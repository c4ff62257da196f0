//! Built-in state machines and the closure-based plugin machine.
//!
//! - [`LifecycleStateMachine`]: application foreground/background visibility
//! - [`DeepLinkStateMachine`]: the deep link that opened the app, attached to
//!   the first event after it
//! - [`ScreenStateMachine`]: current screen entity and previous-screen payload
//! - [`ImmersiveSpaceStateMachine`]: the immersive space currently open
//! - [`PluginStateMachine`]: entities, filter and after-track behavior
//!   assembled from closures

pub mod deep_link;
pub mod immersive_space;
pub mod lifecycle;
pub mod plugin;
pub mod screen;

pub use deep_link::{DeepLinkEntity, DeepLinkState, DeepLinkStateMachine};
pub use immersive_space::{ImmersiveSpaceState, ImmersiveSpaceStateMachine};
pub use lifecycle::{LifecycleEntity, LifecycleState, LifecycleStateMachine};
pub use plugin::{BuildError, PluginBuilder, PluginHook, PluginStateMachine};
pub use screen::{ScreenEntity, ScreenState, ScreenStateMachine};

use crate::event::SelfDescribingJson;
use serde::Serialize;

/// Wrap serializable entity data with its schema.
pub(crate) fn self_describing<T: Serialize>(schema: &str, data: &T) -> SelfDescribingJson {
    SelfDescribingJson::new(schema, serde_json::to_value(data).unwrap_or_default())
}
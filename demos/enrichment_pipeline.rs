//! Enrichment Pipeline
//!
//! This example walks a short app session through the engine and prints the
//! context each event picks up.
//!
//! Key concepts:
//! - Built-in lifecycle, screen, deep link and immersive space machines
//! - A plugin that filters and tags events
//! - Periodic work scheduled on the engine's executor
//!
//! Run with: RUST_LOG=contextflow=debug cargo run --example enrichment_pipeline

use contextflow::event::{
    Background, DeepLinkReceived, DismissImmersiveSpace, Foreground, ImmersionStyle,
    OpenImmersiveSpace, ScreenView, SelfDescribing,
};
use contextflow::{Engine, EngineConfig, Event, Payload, PluginStateMachine, SelfDescribingJson};
use serde_json::json;
use std::time::Duration;
use tracing_subscriber::EnvFilter;

fn describe(label: &str, event: Option<Event>) {
    let Some(event) = event else {
        println!("{label:<28} (filtered out)");
        return;
    };
    println!("{label:<28} {} entities", event.entities().len());
    for entity in event.entities() {
        let name = entity.schema.split('/').nth(1).unwrap_or(&entity.schema);
        println!("    {name:<24} {}", entity.data);
    }
    if event.payload().contains_key("previousName") {
        println!("    payload                  {}", json!(event.payload()));
    }
}

fn main() -> Result<(), Box<dyn std::error::Error>> {
    tracing_subscriber::fmt()
        .with_env_filter(EnvFilter::from_default_env())
        .init();

    println!("=== Enrichment Pipeline ===\n");

    let engine = Engine::new(EngineConfig::default())?;

    let plugin = PluginStateMachine::builder("app-build")
        .entities(None, |_: &Event| {
            vec![SelfDescribingJson::new(
                "iglu:com.acme/app_build/jsonschema/1-0-0",
                json!({ "build": "2024.10.3" }),
            )]
        })
        .filter(Some(vec!["se".to_string()]), |event: &Event| {
            event.payload().get("category") != Some(&json!("debug"))
        })
        .after_track(None, |event: &Event| {
            tracing::info!(event = event.routing_key(), "tracked");
        });
    engine.add_plugin(plugin)?;

    let heartbeat = engine
        .executor()
        .run_periodically(Duration::from_millis(50), |manager| {
            tracing::debug!(machines = manager.identifiers().count(), "heartbeat");
        })?;

    describe(
        "deep link received",
        engine.track(DeepLinkReceived::new("https://acme.test/sale").into_event())?,
    );
    describe("home screen", engine.track(ScreenView::new("home").into_event())?);
    describe(
        "sale screen",
        engine.track(ScreenView::new("sale").screen_type("feed").into_event())?,
    );

    let mut debug = Payload::new();
    debug.insert("category".into(), json!("debug"));
    describe("debug structured event", engine.track(Event::primitive("se", debug))?);

    describe(
        "open immersive space",
        engine.track(
            OpenImmersiveSpace::new("showroom")
                .immersion_style(ImmersionStyle::Mixed)
                .into_event(),
        )?,
    );
    describe("background", engine.track(Background { index: 1 }.into_event())?);
    describe("foreground", engine.track(Foreground { index: 1 }.into_event())?);
    describe(
        "dismiss immersive space",
        engine.track(DismissImmersiveSpace::new().into_event())?,
    );

    let mut purchase = Payload::new();
    purchase.insert("category".into(), json!("shop"));
    purchase.insert("action".into(), json!("purchase"));
    describe("purchase", engine.track(Event::primitive("se", purchase))?);

    heartbeat.cancel();
    println!("\n=== Example Complete ===");
    Ok(())
}
//! Opaque per-machine state.
//!
//! The engine stores whatever a machine's `transition` returns under that
//! machine's identifier and hands it back to the same machine later. Nothing
//! else interprets it: a machine downcasts only the state it produced itself.

use std::any::Any;
use std::fmt::Debug;

/// Upcast to [`Any`] so opaque states can be downcast by their producer.
///
/// Implemented for every `'static` type; there is no need to implement it by
/// hand.
pub trait AsAny: Any {
    fn as_any(&self) -> &dyn Any;
}

impl<T: Any> AsAny for T {
    fn as_any(&self) -> &dyn Any {
        self
    }
}

/// Trait for values produced by state machine transitions.
///
/// # Required Traits
///
/// - `Debug`: states must be debuggable for diagnostics
/// - `Send` + `Sync`: snapshots are read from the serial executor and from
///   background after-track workers
///
/// # Example
///
/// ```rust
/// use contextflow::core::State;
/// use std::sync::Arc;
///
/// #[derive(Debug, PartialEq)]
/// enum Visibility {
///     Shown,
///     Hidden,
/// }
///
/// impl State for Visibility {
///     fn name(&self) -> &str {
///         match self {
///             Self::Shown => "Shown",
///             Self::Hidden => "Hidden",
///         }
///     }
/// }
///
/// let state: Arc<dyn State> = Arc::new(Visibility::Hidden);
/// assert_eq!(state.downcast_ref::<Visibility>(), Some(&Visibility::Hidden));
/// ```
pub trait State: AsAny + Debug + Send + Sync {
    /// Get the state's name for display/logging.
    fn name(&self) -> &str;
}

impl dyn State {
    /// Borrow the state as its concrete type.
    ///
    /// Returns `None` when the state was produced by another type. Machines
    /// should only downcast states they produced themselves.
    pub fn downcast_ref<T: State>(&self) -> Option<&T> {
        self.as_any().downcast_ref::<T>()
    }

    pub fn is<T: State>(&self) -> bool {
        self.as_any().is::<T>()
    }
}

#[cfg(test)]
mod tests {
    use super::*;
    use std::sync::Arc;

    #[derive(Clone, PartialEq, Debug)]
    enum TestState {
        Initial,
        Processing { step: u32 },
    }

    impl State for TestState {
        fn name(&self) -> &str {
            match self {
                Self::Initial => "Initial",
                Self::Processing { .. } => "Processing",
            }
        }
    }

    #[derive(Debug)]
    struct OtherState;

    impl State for OtherState {
        fn name(&self) -> &str {
            "Other"
        }
    }

    #[test]
    fn state_name_returns_correct_value() {
        assert_eq!(TestState::Initial.name(), "Initial");
        assert_eq!(TestState::Processing { step: 1 }.name(), "Processing");
    }

    #[test]
    fn downcast_recovers_concrete_state() {
        let state: Arc<dyn State> = Arc::new(TestState::Processing { step: 2 });

        assert!(state.is::<TestState>());
        assert_eq!(
            state.downcast_ref::<TestState>(),
            Some(&TestState::Processing { step: 2 })
        );
    }

    #[test]
    fn downcast_to_foreign_type_is_none() {
        let state: Arc<dyn State> = Arc::new(OtherState);

        assert!(!state.is::<TestState>());
        assert!(state.downcast_ref::<TestState>().is_none());
        assert_eq!(state.name(), "Other");
    }
}
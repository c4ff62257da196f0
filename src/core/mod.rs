//! Core state machine types.
//!
//! This module contains the building blocks the state manager is made of:
//! - The opaque `State` produced by machine transitions
//! - The `StateMachine` contract with its five schema-routed capabilities
//! - `StateFuture`, the lazy, memoizing node holding a machine's next state
//! - `TrackerState` and its immutable `TrackerStateSnapshot`
//!
//! Machine capabilities are pure: they read an event and a state and return
//! a contribution, without side effects (except `after_track`).

mod future;
mod machine;
mod state;
mod tracker_state;

pub use future::StateFuture;
pub use machine::{Capability, StateMachine, WILDCARD_SCHEMA};
pub use state::{AsAny, State};
pub use tracker_state::{TrackerState, TrackerStateSnapshot};
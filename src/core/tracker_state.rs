//! Current state futures of all registered machines.

use super::future::StateFuture;
use super::machine::StateMachine;
use super::state::State;
use crate::event::Event;
use std::collections::HashMap;
use std::sync::Arc;

/// Maps machine identifiers to their latest [`StateFuture`].
///
/// Exactly one future is live per identifier. Advancing an identifier moves
/// its current future into the new one as the `previous` link.
#[derive(Debug, Default)]
pub struct TrackerState {
    futures: HashMap<String, Arc<StateFuture>>,
}

impl TrackerState {
    pub fn new() -> Self {
        Self::default()
    }

    pub fn state_future(&self, identifier: &str) -> Option<&Arc<StateFuture>> {
        self.futures.get(identifier)
    }

    /// Chain a new future for `machine` after `event` onto its current one.
    pub fn advance(&mut self, machine: Arc<dyn StateMachine>, event: Arc<Event>) -> Arc<StateFuture> {
        let identifier = machine.identifier().to_string();
        let previous = self.futures.remove(&identifier);
        let future = Arc::new(StateFuture::new(event, previous, machine));
        self.futures.insert(identifier, Arc::clone(&future));
        future
    }

    pub fn set_state_future(&mut self, identifier: impl Into<String>, future: Arc<StateFuture>) {
        self.futures.insert(identifier.into(), future);
    }

    /// Forget the state stored for `identifier`.
    pub fn remove_state(&mut self, identifier: &str) -> Option<Arc<StateFuture>> {
        self.futures.remove(identifier)
    }

    pub fn len(&self) -> usize {
        self.futures.len()
    }

    pub fn is_empty(&self) -> bool {
        self.futures.is_empty()
    }

    /// Point-in-time view of every machine's current future.
    pub fn snapshot(&self) -> TrackerStateSnapshot {
        TrackerStateSnapshot {
            futures: Arc::new(self.futures.clone()),
        }
    }
}

/// Immutable view of the tracker state at the moment an event was processed.
///
/// Cloning is cheap. Reading a state computes its future on first access.
#[derive(Clone, Debug, Default)]
pub struct TrackerStateSnapshot {
    futures: Arc<HashMap<String, Arc<StateFuture>>>,
}

impl TrackerStateSnapshot {
    /// State of the machine registered under `identifier`.
    pub fn state(&self, identifier: &str) -> Option<Arc<dyn State>> {
        self.futures.get(identifier)?.compute()
    }

    pub fn contains(&self, identifier: &str) -> bool {
        self.futures.contains_key(identifier)
    }

    pub fn identifiers(&self) -> impl Iterator<Item = &str> {
        self.futures.keys().map(String::as_str)
    }

    pub fn is_empty(&self) -> bool {
        self.futures.is_empty()
    }
}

Work request => Make an exact copy of every line from the one with "pub fn identifiers(&self)" to the end of the data, with the first and last of those lines included.

Solution for this task =>
    pub fn identifiers(&self) -> impl Iterator<Item = &str> {
        self.futures.keys().map(String::as_str)
    }

    pub fn is_empty(&self) -> bool {
        self.futures.is_empty()
    }
}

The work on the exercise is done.